The cholesterol-lowering effect comes down to something called bile acid binding. Your liver uses cholesterol to make bile acids, which help you digest fat. Normally, those bile acids get recycled back into your system. But certain compounds in kale bind to bile acids in your gut and pull them out of circulation, forcing your liver to use up more cholesterol to make replacements. The net effect is less cholesterol circulating in your blood and less fat absorption from food.

This mechanism is shared across cruciferous vegetables like broccoli, collard greens, mustard greens, and cabbage. But how you prepare them matters. Steam cooking significantly improves kale’s ability to bind bile acids compared to eating it raw. So while a raw kale salad still has benefits, lightly steaming your kale before eating it appears to make it more effective at lowering cholesterol.

What the Research Shows

The most direct evidence comes from a study published in Biomedical and Environmental Sciences. Researchers recruited 32 men whose total cholesterol was above 200 mg/dL and had them drink kale juice daily for three months. The results were notable across several markers. LDL cholesterol dropped by 10%. HDL cholesterol rose by 27%. The atherogenic index, a composite measure of heart disease risk based on your lipid profile, fell by 24.2%. None of these changes were accompanied by shifts in body weight, waist circumference, or overall diet, suggesting the kale itself was responsible.

The study also found that kale boosted the body’s antioxidant defenses. Activity of a key antioxidant enzyme increased significantly, alongside a rise in blood selenium levels. Oxidative stress plays a role in how cholesterol damages artery walls, so this antioxidant boost adds a second layer of cardiovascular protection beyond the cholesterol numbers alone.

One interesting finding: the benefits varied by smoking status. Smokers and nonsmokers responded differently to the kale supplementation, though both groups saw improvements. If you smoke, kale juice won’t cancel out the cardiovascular damage from cigarettes, but it may still help your lipid profile move in the right direction.

How Much Kale You Need

The study that produced those cholesterol improvements used 150 mL of kale juice per day, roughly two-thirds of a cup. That’s a modest amount, easily blended into a morning smoothie or made with a juicer. The participants drank it consistently for 12 weeks before their blood was retested, so this isn’t a quick fix.

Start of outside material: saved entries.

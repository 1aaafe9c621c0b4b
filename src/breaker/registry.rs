//! Named circuit breaker registry
//!
//! Owns one lazily created breaker per dependency name. Constructed once at
//! process start and passed by reference to whatever needs it; there is no
//! global instance.

use std::sync::Arc;

use dashmap::DashMap;
use tracing::info;

use super::{BreakerStatus, CircuitBreaker};
use crate::config::CircuitBreakerConfig;

/// Registry of named circuit breakers, lazily created on first reference
pub struct CircuitBreakerRegistry {
    breakers: DashMap<String, Arc<CircuitBreaker>>,
    default_config: CircuitBreakerConfig,
}

impl CircuitBreakerRegistry {
    /// Create a registry that applies `default_config` to new breakers
    #[must_use]
    pub fn new(default_config: CircuitBreakerConfig) -> Self {
        Self {
            breakers: DashMap::new(),
            default_config,
        }
    }

    /// Get the breaker for `name`, creating it with the registry default
    /// config if absent. Creation is idempotent under concurrent
    /// first-access: exactly one instance per name, ever.
    #[must_use]
    pub fn get(&self, name: &str) -> Arc<CircuitBreaker> {
        self.get_with(name, &self.default_config)
    }

    /// Get the breaker for `name`, creating it with `config` if absent.
    ///
    /// The config only applies on creation; an existing breaker keeps its
    /// original configuration.
    #[must_use]
    pub fn get_with(&self, name: &str, config: &CircuitBreakerConfig) -> Arc<CircuitBreaker> {
        // DashMap's entry API holds the shard lock across the closure, so
        // concurrent first-access races construct exactly one breaker.
        self.breakers
            .entry(name.to_string())
            .or_insert_with(|| Arc::new(CircuitBreaker::new(name, config)))
            .clone()
    }

    /// Status snapshots for every breaker
    #[must_use]
    pub fn all_statuses(&self) -> Vec<BreakerStatus> {
        self.breakers
            .iter()
            .map(|entry| entry.value().status())
            .collect()
    }

    /// Names of breakers currently closed
    #[must_use]
    pub fn healthy_names(&self) -> Vec<String> {
        self.breakers
            .iter()
            .filter(|entry| entry.value().status().is_healthy)
            .map(|entry| entry.key().clone())
            .collect()
    }

    /// Names of breakers currently open or half-open
    #[must_use]
    pub fn unhealthy_names(&self) -> Vec<String> {
        self.breakers
            .iter()
            .filter(|entry| !entry.value().status().is_healthy)
            .map(|entry| entry.key().clone())
            .collect()
    }

    /// Administrative override: reset every breaker to closed
    pub fn reset_all(&self) {
        for entry in &self.breakers {
            entry.value().reset();
        }
        info!(count = self.breakers.len(), "all circuit breakers reset");
    }

    /// Number of breakers created so far
    #[must_use]
    pub fn len(&self) -> usize {
        self.breakers.len()
    }

    /// Whether no breaker has been created yet
    #[must_use]
    pub fn is_empty(&self) -> bool {
        self.breakers.is_empty()
    }
}

impl Default for CircuitBreakerRegistry {
    fn default() -> Self {
        Self::new(CircuitBreakerConfig::default())
    }
}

You’d need to make it a regular habit over months to see similar results.

If juicing isn’t your thing, eating steamed kale regularly offers the same bile acid binding benefits. A couple of cups of cooked kale several times per week, incorporated into soups, stir-fries, or side dishes, is a reasonable approach. The key is consistency rather than volume. A large kale salad once a month won’t move the needle.

How Kale Compares to Other Greens

Kale isn’t the only vegetable with cholesterol-lowering potential. A meta-analysis looking at green leafy and cruciferous vegetables found that collard greens, mustard greens, broccoli, and cabbage all share the same bile acid binding mechanism. When steamed, collard greens actually show slightly higher bile acid binding than kale in lab tests. Brussels sprouts, another cruciferous vegetable, offer similar compounds.

The practical takeaway is that variety works in your favor. Rotating through different cruciferous vegetables gives you the cholesterol benefits while also diversifying your nutrient intake. If you dislike kale, steamed broccoli or collard greens will get you similar results.

Vitamin K and Blood Thinners

Kale is one of the richest food sources of vitamin K, which plays a central role in blood clotting. For most people, this is a health benefit. But if you take warfarin or a similar blood-thinning medication, vitamin K can interfere with how the drug works. The recommended daily intake of vitamin K is 120 micrograms for men and 90 micrograms for women. A single cup of raw kale contains several times that amount.

This doesn’t mean you have to avoid kale entirely while on blood thinners. The goal is consistency. If you eat kale regularly, your medication dose can be calibrated to account for that. Problems arise when your vitamin K intake swings wildly from one week to the next. If you’re on warfarin and want to add kale to your diet, keep the portions and frequency steady and let your care team know about the change.

Thyroid Concerns Are Largely Overstated

You may have heard that kale and other cruciferous vegetables can harm your thyroid because they contain compounds called goitrogens. A comprehensive systematic review examined this question directly and found that the concern is largely unfounded for people eating normal amounts. The vast majority of evidence indicates that cruciferous vegetables are safe for thyroid function, especially when your iodine intake is adequate. Cooking kale further reduces goitrogen activity, so steaming it, which also improves cholesterol benefits, addresses both concerns at once.